§ **What needs to be done**
The word "OrdersApi" may appear in lines of the data below. Say how many lines hold it, giving only the number.
----------------------------------------
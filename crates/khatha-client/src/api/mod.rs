//! # Domain API Modules
//!
//! Thin, typed wrappers over the backend's REST resources. Each resource
//! borrows the shared [`HttpClient`]; none of them keep state.
//!
//! ```text
//! KhathaApi ─┬─ auth()           /auth/*, /customer-auth/*
//!            ├─ bills()          /bills/*
//!            ├─ customers()      /customers/*
//!            ├─ products()       /products/*
//!            ├─ orders()         /orders/*
//!            ├─ suppliers()      /suppliers/*
//!            ├─ staff()          /staff/*
//!            ├─ retailer()       /retailer/*
//!            ├─ payments()       /payments/*
//!            └─ notifications()  /notifications/*
//! ```

pub mod auth;
pub mod bills;
pub mod customers;
pub mod notifications;
pub mod orders;
pub mod payments;
pub mod products;
pub mod retailer;
pub mod staff;
pub mod suppliers;

use crate::config::ClientConfig;
use crate::error::ClientResult;
use crate::http::HttpClient;
use crate::session::Session;

pub use auth::AuthApi;
pub use bills::BillsApi;
pub use customers::CustomersApi;
pub use notifications::NotificationsApi;
pub use orders::OrdersApi;
pub use payments::PaymentsApi;
pub use products::ProductsApi;
pub use retailer::RetailerApi;
pub use staff::StaffApi;
pub use suppliers::SuppliersApi;

/// Entry point to every resource.
#[derive(Debug, Clone)]
pub struct KhathaApi {
    http: HttpClient,
}

impl KhathaApi {
    pub fn new(http: HttpClient) -> Self {
        KhathaApi { http }
    }

    /// Client scoped to the session's token and retailer.
    pub fn for_session(config: &ClientConfig, session: &Session) -> ClientResult<Self> {
        let http = HttpClient::new(config)?
            .with_auth_token(session.auth_token.clone())
            .with_retailer(session.retailer_scope());
        Ok(KhathaApi { http })
    }

    pub fn http(&self) -> &HttpClient {
        &self.http
    }

    pub fn auth(&self) -> AuthApi<'_> {
        AuthApi::new(&self.http)
    }

    pub fn bills(&self) -> BillsApi<'_> {
        BillsApi::new(&self.http)
    }

    pub fn customers(&self) -> CustomersApi<'_> {
        CustomersApi::new(&self.http)
    }

    pub fn products(&self) -> ProductsApi<'_> {
        ProductsApi::new(&self.http)
    }

    pub fn orders(&self) -> OrdersApi<'_> {
        OrdersApi::new(&self.http)
    }

    pub fn suppliers(&self) -> SuppliersApi<'_> {
        SuppliersApi::new(&self.http)
    }

    pub fn staff(&self) -> StaffApi<'_> {
        StaffApi::new(&self.http)
    }

    pub fn retailer(&self) -> RetailerApi<'_> {
        RetailerApi::new(&self.http)
    }

    pub fn payments(&self) -> PaymentsApi<'_> {
        PaymentsApi::new(&self.http)
    }

    pub fn notifications(&self) -> NotificationsApi<'_> {
        NotificationsApi::new(&self.http)
    }
}
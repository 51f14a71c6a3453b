//! # Products API
//!
//! The shop's catalogue, the public marketplace catalogue and barcode
//! lookups.

use serde::Deserialize;
use tracing::{debug, info};

use khatha_core::validation::{validate_name, validate_price};
use khatha_core::{Product, ProductDraft};

use crate::error::ClientResult;
use crate::http::HttpClient;

/// Category given to products nobody has classified.
pub const MISC_CATEGORY: &str = "MISCELLANEOUS";

/// Reply to `GET /products/upc/lookup`.
#[derive(Debug, Clone, Default, PartialEq, Deserialize)]
#[serde(rename_all = "camelCase")]
pub struct UpcLookup {
    /// `OK` or `NOT_FOUND`.
    #[serde(default)]
    pub status: String,
    #[serde(default)]
    pub name: Option<String>,
    #[serde(default)]
    pub image_url: Option<String>,
    #[serde(default)]
    pub message: Option<String>,
}

impl UpcLookup {
    pub fn is_found(&self) -> bool {
        self.status.eq_ignore_ascii_case("OK")
    }

    /// Fills the blanks of a draft from the lookup.
    pub fn apply_to(&self, draft: &mut ProductDraft) {
        if !self.is_found() {
            return;
        }
        if let Some(ref name) = self.name {
            draft.name = name.clone();
        }
        if self.image_url.is_some() {
            draft.image_url = self.image_url.clone();
        }
        if draft.category.is_none() {
            draft.category = Some(MISC_CATEGORY.to_string());
        }
    }
}

pub struct ProductsApi<'a> {
    http: &'a HttpClient,
}

impl<'a> ProductsApi<'a> {
    pub(crate) fn new(http: &'a HttpClient) -> Self {
        ProductsApi { http }
    }

    /// `GET /products?retailerId=`.
    pub async fn list(&self) -> ClientResult<Vec<Product>> {
        let retailer_id = self.http.require_retailer()?;
        self.http
            .get("/products", &[("retailerId", retailer_id.to_string())])
            .await
    }

    /// `POST /products?retailerId=`.
    pub async fn create(&self, draft: &ProductDraft) -> ClientResult<Product> {
        let retailer_id = self.http.require_retailer()?;
        validate_name("name", &draft.name)?;
        validate_price(draft.price)?;

        let product: Product = self
            .http
            .post("/products", &[("retailerId", retailer_id.to_string())], draft)
            .await?;
        info!(product_id = product.id, name = %product.name, "Product created");
        Ok(product)
    }

    /// `PUT /products/{id}`.
    pub async fn update(&self, product_id: i64, draft: &ProductDraft) -> ClientResult<Product> {
        validate_name("name", &draft.name)?;
        validate_price(draft.price)?;
        self.http.put(&format!("/products/{}", product_id), &[], draft).await
    }

    /// `DELETE /products/{id}`.
    pub async fn delete(&self, product_id: i64) -> ClientResult<()> {
        self.http.delete(&format!("/products/{}", product_id), &[]).await?;
        info!(product_id, "Product deleted");
        Ok(())
    }

    /// `GET /products/public/all[?lat=&lng=]`, de-duplicated.
    pub async fn public_catalog(&self, near: Option<(f64, f64)>) -> ClientResult<Vec<Product>> {
        let query: Vec<(&str, String)> = match near {
            Some((lat, lng)) => vec![("lat", lat.to_string()), ("lng", lng.to_string())],
            None => Vec::new(),
        };
        let raw: Vec<Product> = self.http.get("/products/public/all", &query).await?;
        Ok(dedupe_catalog(raw))
    }

    /// `GET /products/upc/lookup?barcode=`.
    pub async fn lookup_upc(&self, barcode: &str) -> ClientResult<UpcLookup> {
        let lookup: UpcLookup = self
            .http
            .get("/products/upc/lookup", &[("barcode", barcode.trim().to_string())])
            .await?;
        debug!(barcode, found = lookup.is_found(), "UPC lookup");
        Ok(lookup)
    }
}

/// Collapses the same product listed by several shops.
///
/// Keyed by barcode (else name), case-insensitive. The first listing wins
/// unless it is uncategorised and a later one is not.
pub fn dedupe_catalog(products: Vec<Product>) -> Vec<Product> {
    let mut kept: Vec<Product> = Vec::with_capacity(products.len());

    for product in products {
        let key = catalog_key(&product);
        match kept.iter_mut().find(|p| catalog_key(p) == key) {
            None => kept.push(product),
            Some(existing) => {
                if is_misc(existing) && !is_misc(&product) {
                    *existing = product;
                }
            }
        }
    }

    kept
}

fn catalog_key(product: &Product) -> String {
    let raw = if product.barcode.is_empty() { &product.name } else { &product.barcode };
    raw.trim().to_lowercase()
}

fn is_misc(product: &Product) -> bool {
    product.category.as_deref() == Some(MISC_CATEGORY)
}

/// Finds a product by exact barcode (the scanner path).
pub fn find_by_barcode<'p>(products: &'p [Product], barcode: &str) -> Option<&'p Product> {
    let barcode = barcode.trim();
    products.iter().find(|p| p.barcode == barcode)
}

/// Case-insensitive match on name, or a barcode prefix.
pub fn search_products<'p>(products: &'p [Product], query: &str) -> Vec<&'p Product> {
    let query = query.trim().to_lowercase();
    if query.is_empty() {
        return products.iter().collect();
    }
    products
        .iter()
        .filter(|p| p.name.to_lowercase().contains(&query) || p.barcode.to_lowercase().starts_with(&query))
        .collect()
}
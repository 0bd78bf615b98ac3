use onboarding_form::form::{FieldLens, FormModel};

#[derive(Clone, onboarding_form::form::FormModel)]
struct ContactForm {
    email: String,
    opt_in: Option<bool>,
}

fn main() {
    let fields = ContactForm::fields();
    let lens = fields.email();
    let mut model = ContactForm {
        email: "a@example.com".to_string(),
        opt_in: None,
    };
    lens.set(&mut model, "<em>b</em>@example.com".to_string());
    assert_eq!(lens.key().as_str(), "email");
    assert_eq!(fields.opt_in().get(&model), &None);
    assert_eq!(model.sanitized().email, "b@example.com");
    assert_eq!(ContactForm::field_keys().len(), 2);
}
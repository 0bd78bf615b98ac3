//! Pure, synchronous validation rules for the onboarding fields.

use crate::schema::OnboardingError;

pub const NAME_MAX_LENGTH: usize = 50;
pub const CORPORATION_NUMBER_LENGTH: usize = 9;

/// Structural plausibility of a Canadian (NANP) phone number.
///
/// Accepts ten digits, or eleven with a leading `1`. The area code cannot
/// start with `0` or `1`.
pub fn is_canadian_phone(value: &str) -> bool {
    let digits = value
        .chars()
        .filter(char::is_ascii_digit)
        .collect::<String>();
    let national = match digits.len() {
        11 if digits.starts_with('1') => &digits[1..],
        10 => digits.as_str(),
        _ => return false,
    };
    matches!(national.as_bytes().first(), Some(b'2'..=b'9'))
}

pub fn check_name(value: &str, max_length: usize) -> Result<(), OnboardingError> {
    let trimmed = value.trim();
    if trimmed.is_empty() {
        return Err(OnboardingError::Required);
    }
    if trimmed.chars().count() > max_length {
        return Err(OnboardingError::MaxLength { max: max_length });
    }
    Ok(())
}

pub fn check_phone(value: &str) -> Result<(), OnboardingError> {
    if value.trim().is_empty() {
        return Err(OnboardingError::Required);
    }
    if !is_canadian_phone(value) {
        return Err(OnboardingError::InvalidPhone);
    }
    Ok(())
}

/// Format checks only. A value passing here is eligible for the remote check.
pub fn check_corporation_format(value: &str, length: usize) -> Result<(), OnboardingError> {
    if value.is_empty() {
        return Err(OnboardingError::Required);
    }
    if value.chars().count() != length {
        return Err(OnboardingError::CorporationLength { length });
    }
    if !value.chars().all(|ch| ch.is_ascii_digit()) {
        return Err(OnboardingError::DigitsOnly);
    }
    Ok(())
}
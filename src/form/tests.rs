use super::*;
use futures::executor::block_on;
use std::collections::BTreeMap;
use std::sync::Arc;
use std::sync::atomic::{AtomicUsize, Ordering};
use std::thread;
use std::time::Duration;

use crate::i18n::Translate;
use crate::mask::{self, Mask, MaskRegistry};

#[derive(Clone, Debug, Eq, PartialEq)]
struct TestError(&'static str);

impl ValidationError for TestError {
    fn message_key(&self) -> &'static str {
        self.0
    }
}

#[derive(Clone, Debug, Eq, PartialEq)]
struct LimitError {
    max: usize,
}

impl ValidationError for LimitError {
    fn message_key(&self) -> &'static str {
        "errors.maxLength"
    }

    fn message_params(&self) -> Vec<(&'static str, String)> {
        vec![("max", self.max.to_string())]
    }
}

/// Echoes the key followed by its params so assertions can see both.
struct EchoTranslator;

impl Translate for EchoTranslator {
    fn translate(&self, key: &str, params: &[(&str, &str)]) -> String {
        params
            .iter()
            .fold(key.to_string(), |text, (name, value)| format!("{text} {name}={value}"))
    }
}

fn error_of<T, E>(controller: &FormController<T, E>, key: FieldKey) -> Option<E>
where
    T: Clone + Send + Sync + 'static,
    E: ValidationError,
{
    controller
        .snapshot()
        .expect("snapshot")
        .field_meta
        .get(&key)
        .and_then(|meta| meta.error.clone())
}

fn submit_counting(
    controller: &FormController<ApplicantForm, TestError>,
    calls: &Arc<AtomicUsize>,
) -> SubmitOutcome {
    let calls = calls.clone();
    block_on(controller.submit_async(move |_model: ApplicantForm| async move {
        calls.fetch_add(1, Ordering::SeqCst);
        Ok::<(), SubmitFailure>(())
    }))
    .expect("submit")
}

#[allow(dead_code)]
#[derive(Clone, Debug, PartialEq, FormModel)]
struct ApplicantForm {
    email: String,
    first_name: String,
    last_name: String,
    phone: String,
    nickname: Option<String>,
    tags: Vec<String>,
}

fn base_form() -> ApplicantForm {
    ApplicantForm {
        email: "user@example.com".into(),
        first_name: "Ada".into(),
        last_name: "Lovelace".into(),
        phone: String::new(),
        nickname: None,
        tags: vec!["a".into()],
    }
}

fn required(_model: &ApplicantForm, value: &String) -> Result<(), TestError> {
    if value.trim().is_empty() {
        Err(TestError("required"))
    } else {
        Ok(())
    }
}

#[derive(Clone)]
struct PerfForm {
    values: BTreeMap<&'static str, String>,
}

impl FormModel for PerfForm {
    type Fields = ();

    fn fields() -> Self::Fields {}
}

#[derive(Clone, Copy)]
struct MapLens {
    key: &'static str,
}

impl FieldLens<PerfForm> for MapLens {
    type Value = String;

    fn key(self) -> FieldKey {
        FieldKey::new(self.key)
    }

    fn get<'a>(self, model: &'a PerfForm) -> &'a Self::Value {
        model
            .values
            .get(self.key)
            .expect("perf key must exist in model values")
    }

    fn set(self, model: &mut PerfForm, value: Self::Value) {
        model.values.insert(self.key, value);
    }
}
use crate::form::{FieldKey, FormId};

/// Stable element id for a field's input.
pub fn field_input_id(form: FormId, key: FieldKey) -> String {
    format!("{}-{}", form_prefix(form), key.as_str().replace('_', "-"))
}

/// Element id of the error text, referenced by `aria-describedby`.
pub fn field_error_id(form: FormId, key: FieldKey) -> String {
    format!("{}-error", field_input_id(form, key))
}

fn form_prefix(form: FormId) -> String {
    let seed = format!("onboarding-form:{}", form.0);
    format!("form-{:08x}", fnv1a64(seed.as_bytes()) as u32)
}

fn fnv1a64(bytes: &[u8]) -> u64 {
    const OFFSET_BASIS: u64 = 0xcbf29ce484222325;
    const PRIME: u64 = 0x00000100000001b3;

    let mut hash = OFFSET_BASIS;
    for byte in bytes {
        hash ^= u64::from(*byte);
        hash = hash.wrapping_mul(PRIME);
    }
    hash
}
----------------------------------------
§ **Result of this task**
3